Data shown
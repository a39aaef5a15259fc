//! # Route Table Loader
//!
//! Registers routes from a flat route table:
//!
//! ```json
//! {
//!   "/": "getHome",
//!   "/users/:id": { "get": "getUser", "delete": "deleteUser" }
//! }
//! ```
//!
//! A string value is shorthand for `{ "get": value }`. Entries are registered
//! in document order. Validation happens while iterating, so the first
//! invalid method or unknown handler aborts the load; entries before it stay
//! registered.
//!
//! ```rust
//! use specroute::config::LoaderConfig;
//! use specroute::host::{App, HandlerRegistry, Request};
//! use specroute::routes::{RouteLoadOptions, RouteLoader, RouteSpec};
//! use serde_json::json;
//!
//! let handlers = HandlerRegistry::new().with("getHome", |_req, res, _next| {
//!     res.send_text("home");
//!     Ok(())
//! });
//! let specs = RouteSpec::from_value(json!({ "/": "getHome" })).unwrap();
//!
//! let mut app = App::new();
//! RouteLoader::new(LoaderConfig::default())
//!     .load(&mut app, &RouteLoadOptions::new(&handlers).with_specs(specs))
//!     .unwrap();
//! assert!(app.dispatch(&mut Request::get("/")).response().is_some());
//! ```

use crate::config::LoaderConfig;
use crate::error::LoadError;
use crate::host::{HandlerRegistry, HostMethod, RouteHost};
use crate::source;
use serde_json::Value;
use std::path::{Path, PathBuf};
use std::sync::Arc;
use tracing::{debug, info};

/// Value of one route table entry.
#[derive(Debug, Clone, PartialEq, Eq)]
pub enum RouteTarget {
    /// Handler name; registered for GET.
    Handler(String),
    /// Method name to handler name, in document order.
    Methods(Vec<(String, String)>),
}

impl RouteTarget {
    /// `(method, handler)` pairs with the GET shorthand expanded.
    pub fn pairs(&self) -> Vec<(&str, &str)> {
        match self {
            RouteTarget::Handler(h) => vec![("get", h.as_str())],
            RouteTarget::Methods(m) => m.iter().map(|(k, v)| (k.as_str(), v.as_str())).collect(),
        }
    }
}

/// Flat route table: URL path to [`RouteTarget`], in document order.
#[derive(Debug, Clone, Default, PartialEq, Eq)]
pub struct RouteSpec {
    entries: Vec<(String, RouteTarget)>,
}

impl RouteSpec {
    pub fn new() -> Self {
        Self::default()
    }

    pub fn entry(mut self, path: impl Into<String>, target: RouteTarget) -> Self {
        self.entries.push((path.into(), target));
        self
    }

    pub fn entries(&self) -> &[(String, RouteTarget)] {
        &self.entries
    }

    /// Shape a parsed JSON document into a route table.
    ///
    /// Only the top level must be an object. Values are not checked here:
    /// a non-string handler keeps its JSON text as its name, so the loader
    /// reports it as an unknown handler in document order.
    pub fn from_value(value: Value) -> Result<Self, String> {
        let Value::Object(map) = value else {
            return Err("route table must be a JSON object".to_string());
        };
        let entries = map
            .into_iter()
            .map(|(path, target)| {
                let target = match target {
                    Value::String(handler) => RouteTarget::Handler(handler),
                    Value::Object(methods) => RouteTarget::Methods(
                        methods
                            .into_iter()
                            .map(|(method, handler)| (method, handler_name(handler)))
                            .collect(),
                    ),
                    Value::Array(items) => RouteTarget::Methods(
                        items
                            .into_iter()
                            .enumerate()
                            .map(|(i, handler)| (i.to_string(), handler_name(handler)))
                            .collect(),
                    ),
                    // Scalars have no method keys to register.
                    _ => RouteTarget::Methods(Vec::new()),
                };
                (path, target)
            })
            .collect();
        Ok(Self { entries })
    }
}

fn handler_name(value: Value) -> String {
    match value {
        Value::String(name) => name,
        other => other.to_string(),
    }
}

/// Options for one [`RouteLoader::load`] call.
#[derive(Debug, Clone, Default)]
pub struct RouteLoadOptions<'a> {
    /// Handler registry; required
    pub handlers: Option<&'a HandlerRegistry>,
    /// Inline route table; takes precedence over `filename`
    pub specs: Option<RouteSpec>,
    /// Route file; empty or absent selects the configured default
    pub filename: Option<PathBuf>,
}

impl<'a> RouteLoadOptions<'a> {
    pub fn new(handlers: &'a HandlerRegistry) -> Self {
        Self {
            handlers: Some(handlers),
            ..Self::default()
        }
    }

    pub fn with_specs(mut self, specs: RouteSpec) -> Self {
        self.specs = Some(specs);
        self
    }

    pub fn with_filename(mut self, filename: impl Into<PathBuf>) -> Self {
        self.filename = Some(filename.into());
        self
    }
}

/// Loads flat route tables onto a [`RouteHost`].
#[derive(Debug, Clone, Default)]
pub struct RouteLoader {
    config: LoaderConfig,
}

impl RouteLoader {
    pub fn new(config: LoaderConfig) -> Self {
        Self { config }
    }

    pub fn config(&self) -> &LoaderConfig {
        &self.config
    }

    /// Register every route in the table resolved from `options`.
    pub fn load<H: RouteHost + ?Sized>(
        &self,
        host: &mut H,
        options: &RouteLoadOptions<'_>,
    ) -> Result<(), LoadError> {
        let handlers = options.handlers.ok_or_else(|| {
            LoadError::Configuration("route loading requires a handler registry".to_string())
        })?;

        let specs = match &options.specs {
            Some(specs) => specs.clone(),
            None => self.read_table(options.filename.as_deref())?,
        };

        let mut registered = 0usize;
        for (path, target) in specs.entries() {
            for (method_name, handler_name) in target.pairs() {
                let method = HostMethod::parse(method_name, path)?;
                let handler = handlers.get(handler_name).ok_or_else(|| LoadError::InvalidHandler {
                    path: path.clone(),
                    method: method_name.to_string(),
                    handler: handler_name.to_string(),
                })?;
                debug!(method = %method, path = %path, handler = %handler_name, "Registering route");
                host.route(method, path, Arc::clone(handler));
                registered += 1;
            }
        }

        info!(routes_count = registered, "Route table loaded");
        Ok(())
    }

    /// Resolve and read a route file without registering anything.
    pub fn read_table(&self, filename: Option<&Path>) -> Result<RouteSpec, LoadError> {
        let path = source::resolve_path(&self.config, filename, &self.config.default_route_filename);
        let value = source::read_document(&self.config, &path)?;
        RouteSpec::from_value(value).map_err(|reason| LoadError::parse(&path, reason))
    }
}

Work required
Write the records out again, character for character.

Answer box
repository a39aaef5a15259fc
//! # Route Table Loader
//!
//! Registers routes from a flat route table:
//!
//! ```json
//! {
//!   "/": "getHome",
//!   "/users/:id": { "get": "getUser", "delete": "deleteUser" }
//! }
//! ```
//!
//! A string value is shorthand for `{ "get": value }`. Entries are registered
//! in document order. Validation happens while iterating, so the first
//! invalid method or unknown handler aborts the load; entries before it stay
//! registered.
//!
//! ```rust
//! use specroute::config::LoaderConfig;
//! use specroute::host::{App, HandlerRegistry, Request};
//! use specroute::routes::{RouteLoadOptions, RouteLoader, RouteSpec};
//! use serde_json::json;
//!
//! let handlers = HandlerRegistry::new().with("getHome", |_req, res, _next| {
//!     res.send_text("home");
//!     Ok(())
//! });
//! let specs = RouteSpec::from_value(json!({ "/": "getHome" })).unwrap();
//!
//! let mut app = App::new();
//! RouteLoader::new(LoaderConfig::default())
//!     .load(&mut app, &RouteLoadOptions::new(&handlers).with_specs(specs))
//!     .unwrap();
//! assert!(app.dispatch(&mut Request::get("/")).response().is_some());
//! ```

use crate::config::LoaderConfig;
use crate::error::LoadError;
use crate::host::{HandlerRegistry, HostMethod, RouteHost};
use crate::source;
use serde_json::Value;
use std::path::{Path, PathBuf};
use std::sync::Arc;
use tracing::{debug, info};

/// Value of one route table entry.
#[derive(Debug, Clone, PartialEq, Eq)]
pub enum RouteTarget {
    /// Handler name; registered for GET.
    Handler(String),
    /// Method name to handler name, in document order.
    Methods(Vec<(String, String)>),
}

impl RouteTarget {
    /// `(method, handler)` pairs with the GET shorthand expanded.
    pub fn pairs(&self) -> Vec<(&str, &str)> {
        match self {
            RouteTarget::Handler(h) => vec![("get", h.as_str())],
            RouteTarget::Methods(m) => m.iter().map(|(k, v)| (k.as_str(), v.as_str())).collect(),
        }
    }
}

/// Flat route table: URL path to [`RouteTarget`], in document order.
#[derive(Debug, Clone, Default, PartialEq, Eq)]
pub struct RouteSpec {
    entries: Vec<(String, RouteTarget)>,
}

impl RouteSpec {
    pub fn new() -> Self {
        Self::default()
    }

    pub fn entry(mut self, path: impl Into<String>, target: RouteTarget) -> Self {
        self.entries.push((path.into(), target));
        self
    }

    pub fn entries(&self) -> &[(String, RouteTarget)] {
        &self.entries
    }

    /// Shape a parsed JSON document into a route table.
    ///
    /// Only the top level must be an object. Values are not checked here:
    /// a non-string handler keeps its JSON text as its name, so the loader
    /// reports it as an unknown handler in document order.
    pub fn from_value(value: Value) -> Result<Self, String> {
        let Value::Object(map) = value else {
            return Err("route table must be a JSON object".to_string());
        };
        let entries = map
            .into_iter()
            .map(|(path, target)| {
                let target = match target {
                    Value::String(handler) => RouteTarget::Handler(handler),
                    Value::Object(methods) => RouteTarget::Methods(
                        methods
                            .into_iter()
                            .map(|(method, handler)| (method, handler_name(handler)))
                            .collect(),
                    ),
                    Value::Array(items) => RouteTarget::Methods(
                        items
                            .into_iter()
                            .enumerate()
                            .map(|(i, handler)| (i.to_string(), handler_name(handler)))
                            .collect(),
                    ),
                    // Scalars have no method keys to register.
                    _ => RouteTarget::Methods(Vec::new()),
                };
                (path, target)
            })
            .collect();
        Ok(Self { entries })
    }
}

fn handler_name(value: Value) -> String {
    match value {
        Value::String(name) => name,
        other => other.to_string(),
    }
}

/// Options for one [`RouteLoader::load`] call.
#[derive(Debug, Clone, Default)]
pub struct RouteLoadOptions<'a> {
    /// Handler registry; required
    pub handlers: Option<&'a HandlerRegistry>,
    /// Inline route table; takes precedence over `filename`
    pub specs: Option<RouteSpec>,
    /// Route file; empty or absent selects the configured default
    pub filename: Option<PathBuf>,
}

impl<'a> RouteLoadOptions<'a> {
    pub fn new(handlers: &'a HandlerRegistry) -> Self {
        Self {
            handlers: Some(handlers),
            ..Self::default()
        }
    }

    pub fn with_specs(mut self, specs: RouteSpec) -> Self {
        self.specs = Some(specs);
        self
    }

    pub fn with_filename(mut self, filename: impl Into<PathBuf>) -> Self {
        self.filename = Some(filename.into());
        self
    }
}

/// Loads flat route tables onto a [`RouteHost`].
#[derive(Debug, Clone, Default)]
pub struct RouteLoader {
    config: LoaderConfig,
}

impl RouteLoader {
    pub fn new(config: LoaderConfig) -> Self {
        Self { config }
    }

    pub fn config(&self) -> &LoaderConfig {
        &self.config
    }

    /// Register every route in the table resolved from `options`.
    pub fn load<H: RouteHost + ?Sized>(
        &self,
        host: &mut H,
        options: &RouteLoadOptions<'_>,
    ) -> Result<(), LoadError> {
        let handlers = options.handlers.ok_or_else(|| {
            LoadError::Configuration("route loading requires a handler registry".to_string())
        })?;

        let specs = match &options.specs {
            Some(specs) => specs.clone(),
            None => self.read_table(options.filename.as_deref())?,
        };

        let mut registered = 0usize;
        for (path, target) in specs.entries() {
            for (method_name, handler_name) in target.pairs() {
                let method = HostMethod::parse(method_name, path)?;
                let handler = handlers.get(handler_name).ok_or_else(|| LoadError::InvalidHandler {
                    path: path.clone(),
                    method: method_name.to_string(),
                    handler: handler_name.to_string(),
                })?;
                debug!(method = %method, path = %path, handler = %handler_name, "Registering route");
                host.route(method, path, Arc::clone(handler));
                registered += 1;
            }
        }

        info!(routes_count = registered, "Route table loaded");
        Ok(())
    }

    /// Resolve and read a route file without registering anything.
    pub fn read_table(&self, filename: Option<&Path>) -> Result<RouteSpec, LoadError> {
        let path = source::resolve_path(&self.config, filename, &self.config.default_route_filename);
        let value = source::read_document(&self.config, &path)?;
        RouteSpec::from_value(value).map_err(|reason| LoadError::parse(&path, reason))
    }
}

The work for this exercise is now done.